Alla conferenza stampa tenuta durante la recente visita del premier israeliano Benjamin Netanyahu, Trump, alla domanda su cosa pensasse circa l’impennata dell’antisemitismo negli Usa, ha risposto dicendo che “la figlia, il genero e tre bellissimi nipotini” erano ebrei (com’è noto la figlia Ivanka si è convertita al giudaismo per sposare Jared Kushner, ora consigliere senior alla Casa Bianca). Anche Netanyahu si è sentito chiamato in causa dichiarando che «non esiste un sostenitore più grande del popolo ebraico e dello Stato ebraico» di Donald Trump. Ma secondo il rabbino Levine questi argomenti hanno convinto solo alcuni. La sua Congregation Modern Ortodox ha votato prevalentemente per Hillary Clinton, racconta, come anche la maggioranza degli ebrei americani.

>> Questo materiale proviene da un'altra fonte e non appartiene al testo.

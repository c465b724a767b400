//! Dimension checks for incoming images.
//!
//! Used by upload front-ends before an image is ingested. An unreadable file
//! is reported as [`Violation::InvalidImage`], not as an error: from the
//! caller's point of view it is just another reason to reject the upload.

use crate::imaging::ImageBackend;
use serde::{Deserialize, Serialize};
use std::path::Path;
use thiserror::Error;
use tracing::debug;

/// Why an image was rejected. The display text is user-facing.
#[derive(Error, Debug, Clone, PartialEq, Eq)]
pub enum Violation {
    #[error("The image \"{file}\" is too small. Its width cannot be smaller than {limit} px.")]
    TooNarrow { file: String, limit: u32 },
    #[error("The image \"{file}\" is too small. Its height cannot be smaller than {limit} px.")]
    TooShort { file: String, limit: u32 },
    #[error("The image \"{file}\" is too large. Its width cannot exceed {limit} px.")]
    TooWide { file: String, limit: u32 },
    #[error("The image \"{file}\" is too large. Its height cannot exceed {limit} px.")]
    TooTall { file: String, limit: u32 },
    #[error("Invalid image.")]
    InvalidImage,
}

/// Inclusive size limits; `None` leaves a side unchecked.
#[derive(Debug, Clone, Copy, Default, PartialEq, Eq, Serialize, Deserialize)]
#[serde(default, deny_unknown_fields)]
pub struct DimensionRules {
    pub min_width: Option<u32>,
    pub min_height: Option<u32>,
    pub max_width: Option<u32>,
    pub max_height: Option<u32>,
}

impl DimensionRules {
    /// Load `path` into `engine` and check it against the limits.
    ///
    /// `name` is how the file is referred to in the message, usually the
    /// client-side filename. Limits are checked in a fixed order and the
    /// first one broken is reported.
    pub fn check(&self, engine: &mut dyn ImageBackend, path: &Path, name: &str) -> Option<Violation> {
        let dims = match engine.load(path).and_then(|()| engine.dimensions()) {
            Ok(dims) => dims,
            Err(e) => {
                debug!(path = %path.display(), error = %e, "rejected unreadable image");
                return Some(Violation::InvalidImage);
            }
        };
        let file = name.to_string();

        if let Some(limit) = self.min_width
            && dims.width < limit
        {
            return Some(Violation::TooNarrow { file, limit });
        }
        if let Some(limit) = self.min_height
            && dims.height < limit
        {
            return Some(Violation::TooShort { file, limit });
        }
        if let Some(limit) = self.max_width
            && dims.width > limit
        {
            return Some(Violation::TooWide { file, limit });
        }
        if let Some(limit) = self.max_height
            && dims.height > limit
        {
            return Some(Violation::TooTall { file, limit });
        }
        None
    }
}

Secondo i dati del Pew Research Center, infatti, il 71% di elettori ebrei ha votato per la candidata democratica e solo il 24% per Trump. Una tendenza consolidata questa. Non a caso, dalla candidatura di Trump, stavolta si sono dissociati anche i cosiddetti neocon, ebrei dell’ala conservatrice. Come spiega ancora Daniele Fiorentino, «un sociologo ha detto che gli ebrei americani sono l’unico gruppo che non vota secondo quelli che dovrebbero essere i loro interessi economici e sociali, ma secondo i principi di benessere e integrazione nella società americana».

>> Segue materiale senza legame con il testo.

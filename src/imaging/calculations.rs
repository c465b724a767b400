//! Pure calculation functions for image geometry.
//!
//! All functions here are pure and testable without any I/O or images.
//! Backends call into this module so every implementation agrees on the
//! exact output sizes and placements.

use super::params::Corner;

/// Calculate the output size of a `resize`.
///
/// `None` on an axis means "unconstrained on that axis". When `proportional`
/// is set the tighter of the two constraints wins and the aspect ratio is
/// kept; otherwise each supplied axis is taken verbatim.
///
/// # Examples
/// ```
/// # use imgpreset::imaging::calculations::resize_dimensions;
/// // 400x300 into a 200x200 box → 200x150
/// assert_eq!(resize_dimensions((400, 300), Some(200), Some(200), true), (200, 150));
///
/// // Height only → width follows
/// assert_eq!(resize_dimensions((400, 300), None, Some(150), true), (200, 150));
/// ```
pub fn resize_dimensions(
    current: (u32, u32),
    width: Option<u32>,
    height: Option<u32>,
    proportional: bool,
) -> (u32, u32) {
    let (cur_w, cur_h) = current;

    if !proportional {
        return (
            width.unwrap_or(cur_w).max(1),
            height.unwrap_or(cur_h).max(1),
        );
    }

    let ratio = match (width, height) {
        (None, None) => return current,
        (Some(w), None) => w as f64 / cur_w as f64,
        (None, Some(h)) => h as f64 / cur_h as f64,
        (Some(w), Some(h)) => (w as f64 / cur_w as f64).min(h as f64 / cur_h as f64),
    };

    (
        ((cur_w as f64 * ratio).round() as u32).max(1),
        ((cur_h as f64 * ratio).round() as u32).max(1),
    )
}

/// Clamp requested thumbnail bounds so they never exceed the current size.
pub fn thumb_bounds(
    current: (u32, u32),
    width: Option<u32>,
    height: Option<u32>,
) -> (Option<u32>, Option<u32>) {
    (
        width.map(|w| w.min(current.0)),
        height.map(|h| h.min(current.1)),
    )
}

/// Calculate dimensions needed to cover a target box (resize before crop).
///
/// The image is scaled uniformly by the larger of the two axis ratios, so
/// one side matches the target exactly and the other is at least as large.
///
/// # Arguments
/// * `source` - Current image dimensions (width, height)
/// * `target` - Target box dimensions (width, height)
///
/// # Returns
/// * `(width, height)` - Cover dimensions (never smaller than target)
pub fn cover_dimensions(source: (u32, u32), target: (u32, u32)) -> (u32, u32) {
    let (src_w, src_h) = source;
    let (tgt_w, tgt_h) = target;

    let width_ratio = tgt_w as f64 / src_w as f64;
    let height_ratio = tgt_h as f64 / src_h as f64;

    if width_ratio > height_ratio {
        let h = (tgt_w as f64 / src_w as f64 * src_h as f64).round() as u32;
        (tgt_w, h.max(tgt_h))
    } else {
        let w = (tgt_h as f64 / src_h as f64 * src_w as f64).round() as u32;
        (w.max(tgt_w), tgt_h)
    }
}

/// A rectangle inside the current image.
#[derive(Debug, Clone, Copy, PartialEq, Eq)]
pub struct Region {
    pub x: u32,
    pub y: u32,
    pub width: u32,
    pub height: u32,
}

/// Resolve a crop request into a region that lies inside the image.
///
/// Missing start coordinates center the crop on that axis. Sizes larger
/// than the image are clamped to the image.
pub fn crop_region(
    current: (u32, u32),
    size: (u32, u32),
    start_x: Option<u32>,
    start_y: Option<u32>,
) -> Region {
    let (cur_w, cur_h) = current;
    let width = size.0.clamp(1, cur_w.max(1));
    let height = size.1.clamp(1, cur_h.max(1));

    let x = start_x
        .unwrap_or((cur_w - width) / 2)
        .min(cur_w - width);
    let y = start_y
        .unwrap_or((cur_h - height) / 2)
        .min(cur_h - height);

    Region {
        x,
        y,
        width,
        height,
    }
}

/// Offset that centers `content` on a canvas of size `canvas`.
///
/// Negative when the content is larger than the canvas (it gets clipped).
pub fn canvas_offset(content: (u32, u32), canvas: (u32, u32)) -> (i64, i64) {
    (
        (canvas.0 as i64 - content.0 as i64).div_euclid(2),
        (canvas.1 as i64 - content.1 as i64).div_euclid(2),
    )
}

/// Top-left placement of an overlay anchored at `corner`.
///
/// Left/top anchored edges use the offset directly; right/bottom anchored
/// edges subtract the overlay size and the offset from the canvas extent.
/// `Center` ignores the offsets.
///
/// # Examples
/// ```
/// # use imgpreset::imaging::calculations::corner_position;
/// # use imgpreset::imaging::Corner;
/// assert_eq!(corner_position((200, 100), (20, 10), Corner::RightBottom, (0, 0)), (180, 90));
/// assert_eq!(corner_position((200, 100), (20, 10), Corner::Center, (0, 0)), (90, 45));
/// ```
pub fn corner_position(
    canvas: (u32, u32),
    overlay: (u32, u32),
    corner: Corner,
    offset: (i64, i64),
) -> (i64, i64) {
    let (canvas_w, canvas_h) = (canvas.0 as i64, canvas.1 as i64);
    let (overlay_w, overlay_h) = (overlay.0 as i64, overlay.1 as i64);
    let (offset_x, offset_y) = offset;

    match corner {
        Corner::LeftTop => (offset_x, offset_y),
        Corner::RightTop => (canvas_w - overlay_w - offset_x, offset_y),
        Corner::LeftBottom => (offset_x, canvas_h - overlay_h - offset_y),
        Corner::RightBottom => (
            canvas_w - overlay_w - offset_x,
            canvas_h - overlay_h - offset_y,
        ),
        Corner::Center => (
            (canvas_w - overlay_w).div_euclid(2),
            (canvas_h - overlay_h).div_euclid(2),
        ),
    }
}

/// Bounding box of an image rotated by `degrees`.
pub fn rotated_bounds(size: (u32, u32), degrees: f64) -> (u32, u32) {
    let radians = degrees.to_radians();
    let (sin, cos) = (radians.sin().abs(), radians.cos().abs());
    let (w, h) = (size.0 as f64, size.1 as f64);

    // Trim float noise so 90° on 100x50 gives 50x100, not 51x101.
    let fit = |v: f64| ((v - 1e-6).ceil().max(1.0)) as u32;
    (fit(w * cos + h * sin), fit(w * sin + h * cos))
}

/// Normalise a rotation to one of the lossless quarter turns, if it is one.
pub fn quarter_turns(degrees: f64) -> Option<u32> {
    let normalised = degrees.rem_euclid(360.0);
    [0u32, 1, 2, 3]
        .into_iter()
        .find(|&turns| (normalised - turns as f64 * 90.0).abs() < 0.01)
        .or(((normalised - 360.0).abs() < 0.01).then_some(0))
}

La politica filoisraeliana di Trump, anche se ciò può sembrare paradossale, non è inconciliabile con l’antisemitismo, dice al Bet Magazine – Mosaico Anton Shekhovstov, visiting professor all’Institute for Human Sciences di Vienna e esperto del fenomeno delle nuove destre. «Trump si sta allineando a un trend che esiste già da tempo nell’Europa occidentale e che riscontriamo, ad esempio, col fenomeno del Front National di Marine Le Pen. Alcuni partiti corteggiano Israele per unirsi contro il nemico comune, l’islam politico, ma allo stesso tempo molti sostenitori di questi partiti sono anche antisemiti». C’è chi teme che l’alleanza tra Trump e Netanyahu possa silenziare le critiche provenienti da Israele nei confronti del rischio antisemitismo negli USA. «Nonostante la nostra pratica consolidata di soccorso alle comunità ebraiche minacciate, quando si tratta degli Stati Uniti, restiamo in silenzio», ha accusato il parlamentare dell’Unione Sionista, Nachman Shai, dopo la seduta d’emergenza del Comitato per gli Affari della Diaspora della Knesset tenutasi in marzo all’indomani dei fatti americani. Nel frattempo, l’intero Senato americano ha firmato una lettera chiedendo ai ministri dell’Interno e della Giustizia di Trump e al capo dell’FBI «una azione rapida rispetto a una serie di minacce-bomba anonime, profondamente preoccupanti», contro le organizzazioni ebraiche. Secondo Rav Yosie Levine è ancora «troppo presto per capire cosa aspettarsi nel futuro per gli ebrei Usa. Sottolinea però che si rende necessaria una riflessione. «Restare vigili e monitorare con pignoleria la situazione per poter rispondere di conseguenza. Questa è ora l’unica cosa che possiamo fare».